Though picketing stagehands and sympathetic colleagues from
other union locals marched outside Carnegie for several hours on Thursday
morning, the union, Local 1 of the International Alliance of Theatrical Stage
Employees, announced in a Twitter post on Thursday afternoon that “after making
significant progress at the table, Local 1 has temporarily pulled down the
Carnegie Hall picket line.”
At issue in the dispute is whether the stagehands union will
have jurisdiction over the new educational spaces that Carnegie plans to open
next year. Discussions about this point have gone on for the last 13 months.

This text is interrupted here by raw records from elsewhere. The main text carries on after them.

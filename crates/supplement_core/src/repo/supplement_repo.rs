//! Supplement store contract and SQLite implementation.
//!
//! # Responsibility
//! - Define the plain CRUD contract every supplement backend satisfies.
//! - Keep SQL details for the `supplements` table inside this module.
//!
//! # Invariants
//! - Absence is `Ok(None)` / empty `Vec`, never an error.
//! - No business rules live here: uniqueness and existence checks belong to
//!   the service. Backend-level failures (including a primary-key violation)
//!   propagate unchanged.
//! - Read paths reject invalid persisted rows instead of masking them.

use crate::db::DbError;
use crate::model::supplement::Supplement;
use rusqlite::{params, Connection, Row};
use std::error::Error;
use std::fmt::{Display, Formatter};

const SUPPLEMENT_SELECT_SQL: &str = "SELECT
    gtin,
    name,
    brand,
    flavor,
    carbohydrates,
    electrolytes,
    maltodextrose,
    fructose,
    caffeine,
    sodium,
    protein
FROM supplements";

pub type RepoResult<T> = Result<T, RepoError>;

/// Failure surfaced by a supplement store backend.
#[derive(Debug)]
pub enum RepoError {
    /// Relational backend failure (connection, constraint, SQL).
    Db(DbError),
    /// Document backend file access failure.
    Io(std::io::Error),
    /// Document backend (de)serialization failure.
    Json(serde_json::Error),
    /// Backend-enforced uniqueness rejected an insert for this gtin.
    DuplicateKey(String),
    /// A persisted record does not satisfy the model invariants.
    InvalidData(String),
}

impl RepoError {
    /// Whether the backend refused a second record for an existing `gtin`.
    pub fn is_duplicate_key(&self) -> bool {
        match self {
            Self::DuplicateKey(_) => true,
            Self::Db(err) => err.is_constraint_violation(),
            Self::Io(_) | Self::Json(_) | Self::InvalidData(_) => false,
        }
    }
}

impl Display for RepoError {
    fn fmt(&self, f: &mut Formatter<'_>) -> std::fmt::Result {
        match self {
            Self::Db(err) => write!(f, "{err}"),
            Self::Io(err) => write!(f, "document store i/o: {err}"),
            Self::Json(err) => write!(f, "document store encoding: {err}"),
            Self::DuplicateKey(gtin) => write!(f, "duplicate supplement key: {gtin}"),
            Self::InvalidData(message) => write!(f, "invalid persisted supplement data: {message}"),
        }
    }
}

impl Error for RepoError {
    fn source(&self) -> Option<&(dyn Error + 'static)> {
        match self {
            Self::Db(err) => Some(err),
            Self::Io(err) => Some(err),
            Self::Json(err) => Some(err),
            Self::DuplicateKey(_) | Self::InvalidData(_) => None,
        }
    }
}

impl From<DbError> for RepoError {
    fn from(value: DbError) -> Self {
        Self::Db(value)
    }
}

impl From<rusqlite::Error> for RepoError {
    fn from(value: rusqlite::Error) -> Self {
        Self::Db(DbError::Sqlite(value))
    }
}

impl From<std::io::Error> for RepoError {
    fn from(value: std::io::Error) -> Self {
        Self::Io(value)
    }
}

impl From<serde_json::Error> for RepoError {
    fn from(value: serde_json::Error) -> Self {
        Self::Json(value)
    }
}

/// Key-value style CRUD contract for supplement persistence.
pub trait SupplementRepository {
    /// Looks up one record by its key.
    fn find_by_gtin(&self, gtin: &str) -> RepoResult<Option<Supplement>>;
    /// Inserts a new record.
    fn create(&self, supplement: &Supplement) -> RepoResult<()>;
    /// Replaces the record stored under `supplement.gtin`.
    fn update(&self, supplement: &Supplement) -> RepoResult<()>;
    /// Removes the stored record. Receives the full entity so backends that
    /// match whole documents can do so; key matching is sufficient.
    fn delete(&self, supplement: &Supplement) -> RepoResult<()>;
    /// Returns every stored record.
    fn list_all(&self) -> RepoResult<Vec<Supplement>>;
}

impl<R: SupplementRepository + ?Sized> SupplementRepository for &R {
    fn find_by_gtin(&self, gtin: &str) -> RepoResult<Option<Supplement>> {
        (**self).find_by_gtin(gtin)
    }

    fn create(&self, supplement: &Supplement) -> RepoResult<()> {
        (**self).create(supplement)
    }

    fn update(&self, supplement: &Supplement) -> RepoResult<()> {
        (**self).update(supplement)
    }

    fn delete(&self, supplement: &Supplement) -> RepoResult<()> {
        (**self).delete(supplement)
    }

    fn list_all(&self) -> RepoResult<Vec<Supplement>> {
        (**self).list_all()
    }
}

/// Relational backend over the `supplements` table.
pub struct SqliteSupplementRepository<'conn> {
    conn: &'conn Connection,
}

impl<'conn> SqliteSupplementRepository<'conn> {
    /// Wraps a connection returned by [`crate::db::open_db`] (already migrated).
    pub fn new(conn: &'conn Connection) -> Self {
        Self { conn }
    }
}

impl SupplementRepository for SqliteSupplementRepository<'_> {
    fn find_by_gtin(&self, gtin: &str) -> RepoResult<Option<Supplement>> {
        let mut stmt = self
            .conn
            .prepare_cached(&format!("{SUPPLEMENT_SELECT_SQL} WHERE gtin = ?1;"))?;

        let mut rows = stmt.query([gtin])?;
        match rows.next()? {
            Some(row) => Ok(Some(parse_supplement_row(row)?)),
            None => Ok(None),
        }
    }

    fn create(&self, supplement: &Supplement) -> RepoResult<()> {
        self.conn.execute(
            "INSERT INTO supplements (
                gtin,
                name,
                brand,
                flavor,
                carbohydrates,
                electrolytes,
                maltodextrose,
                fructose,
                caffeine,
                sodium,
                protein
            ) VALUES (?1, ?2, ?3, ?4, ?5, ?6, ?7, ?8, ?9, ?10, ?11);",
            params![
                supplement.gtin.as_str(),
                supplement.name.as_str(),
                supplement.brand.as_str(),
                supplement.flavor.as_str(),
                f64::from(supplement.carbohydrates),
                f64::from(supplement.electrolytes),
                f64::from(supplement.maltodextrose),
                f64::from(supplement.fructose),
                f64::from(supplement.caffeine),
                f64::from(supplement.sodium),
                f64::from(supplement.protein),
            ],
        )?;

        Ok(())
    }

    fn update(&self, supplement: &Supplement) -> RepoResult<()> {
        self.conn.execute(
            "UPDATE supplements
             SET
                name = ?1,
                brand = ?2,
                flavor = ?3,
                carbohydrates = ?4,
                electrolytes = ?5,
                maltodextrose = ?6,
                fructose = ?7,
                caffeine = ?8,
                sodium = ?9,
                protein = ?10
             WHERE gtin = ?11;",
            params![
                supplement.name.as_str(),
                supplement.brand.as_str(),
                supplement.flavor.as_str(),
                f64::from(supplement.carbohydrates),
                f64::from(supplement.electrolytes),
                f64::from(supplement.maltodextrose),
                f64::from(supplement.fructose),
                f64::from(supplement.caffeine),
                f64::from(supplement.sodium),
                f64::from(supplement.protein),
                supplement.gtin.as_str(),
            ],
        )?;

        Ok(())
    }

    fn delete(&self, supplement: &Supplement) -> RepoResult<()> {
        self.conn.execute(
            "DELETE FROM supplements WHERE gtin = ?1;",
            [supplement.gtin.as_str()],
        )?;

        Ok(())
    }

    fn list_all(&self) -> RepoResult<Vec<Supplement>> {
        let mut stmt = self
            .conn
            .prepare_cached(&format!("{SUPPLEMENT_SELECT_SQL} ORDER BY gtin ASC;"))?;
        let mut rows = stmt.query([])?;
        let mut supplements = Vec::new();

        while let Some(row) = rows.next()? {
            supplements.push(parse_supplement_row(row)?);
        }

        Ok(supplements)
    }
}

fn parse_supplement_row(row: &Row<'_>) -> RepoResult<Supplement> {
    let supplement = Supplement {
        gtin: row.get("gtin")?,
        name: row.get("name")?,
        brand: row.get("brand")?,
        flavor: row.get("flavor")?,
        carbohydrates: real_column(row, "carbohydrates")?,
        electrolytes: real_column(row, "electrolytes")?,
        maltodextrose: real_column(row, "maltodextrose")?,
        fructose: real_column(row, "fructose")?,
        caffeine: real_column(row, "caffeine")?,
        sodium: real_column(row, "sodium")?,
        protein: real_column(row, "protein")?,
    };

    supplement.validate().map_err(|err| {
        RepoError::InvalidData(format!(
            "row `{}` in supplements: {err}",
            supplement.gtin
        ))
    })?;
    Ok(supplement)
}

// Columns are REAL (f64); values were written from f32 so narrowing is exact.
fn real_column(row: &Row<'_>, column: &str) -> RepoResult<f32> {
    let value: f64 = row.get(column)?;
    Ok(value as f32)
}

A few hours after the original post, the union added a
reminder: “Carnegie Hall picket line back on. The call is Friday at 8:00 am
SHARP corner of 56th St.
& 7th Ave.”
The concert that was canceled was a performance by the
Philadelphia Orchestra, conducted by its new music director, Yannick
Nézet-Séguin, with Joshua Bell as the violin soloist. But although the
performance did not take place, a gala dinner at the Waldorf-Astoria went on as
scheduled, with about 600 patrons in attendance. Tickets were $1,000 for
cocktails, $1,500 for the dinner. In a statement, the hall said it had raised
$3.4 million at the gala.
“What I feel is that the stagehands work in the performance
spaces, but not in educational venues,” Sanford I. Weill, the chairman of the
board at Carnegie Hall, said in an interview on Wednesday evening. “They don’t
work at Juilliard, or any of the other conservatories, or in other schools. To
give them jurisdiction in the educational spaces would just take away money
that should be going to education. There is no precedent for that.”
Clive Gillinson, Carnegie Hall’s executive and artistic
director, also speaking on Wednesday evening, said that he had received
“hundreds of e-mails today; it was very moving.”
He added: “We have to have a sustainable relationship with
the union, one that supports our education programs. These programs are not for
the benefit of the staff — the staff is meant to support the mission. We have
to absolutely stick to our principles and serve music education and the kids
that will benefit from it. The whole notion of creating an educational center
where, instead of the money going to the kids, it goes to the staff, is out of
the question. It’s unnecessary and it’s unprecedented.”
James J. Claffey Jr., president of the union, did not
respond immediately to several messages seeking comment on Thursday.
The American Symphony Orchestra, which had posted a message
on its Web site early Thursday saying that the concert was scheduled to take
place, but advising concertgoers to check for updates, provided that
information about 1 p.m., saying, “This evening’s concert will go on.”
For the orchestra, though, it was an anxious morning. An 11
a.m. rehearsal was rescheduled for 2 p.m., and then put back another hour. It
was not until 12:45 p.m. that Leon Botstein, the ensemble’s music director, got
the word that his musicians would be taking the stage in the evening.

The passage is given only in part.